Es wird nötig sein, die Diskussionen über die weiteren Pläne für den Hufeisensee in den Gremien des Stadtrates zu diskutieren. Dort ist der richtige Ort, um mit den Fachleuten aus der Verwaltung über die Auswirkungen der Ausweitung der Angebote am Hufeisensee zu sprechen. Dort muss erörtert werden, ob und wie eine Wakeboard-Anlage geschaffen werden kann. Alle Fragen, die die Zukunft des Hufeisensees betreffen, werden aber auch eng mit dem weiteren Umgang mit dem Badeverbot am See einhergehen. Vor allem in den Wintermonaten kommt es in der Seemitte zu einer Überschreitung des Grenzwertes für den krebserregenden Stoff Vinylchlorid. Daher wird der See nicht als offizielles Badegewässer ausgewiesen. Ob dieser Umstand wirklich ein ganzjähriges Badeverbot rechtfertigt, muss dringend noch einmal überdacht werden.

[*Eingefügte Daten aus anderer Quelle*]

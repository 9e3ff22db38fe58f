use serde::{Deserialize, Serialize};

#[derive(Debug, Clone, sqlx::FromRow, Serialize, Deserialize)]
pub struct Role {
    pub id: i64,
    pub name: String,
}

Das Badeverbot ist für die zukünftige Entwicklung des Sees längst zur Gretchenfrage geworden. Aus meiner Sicht wäre ein zeitlich und räumlich begrenztes Badeverbot angemessener und sinnvoller. Als offizielles Badegewässer würde der Hufeisensee mit einem Schlag mehr an Attraktivität gewinnen, als durch alle die angedachten und möglichen Investitionen in neue Freizeitangebote.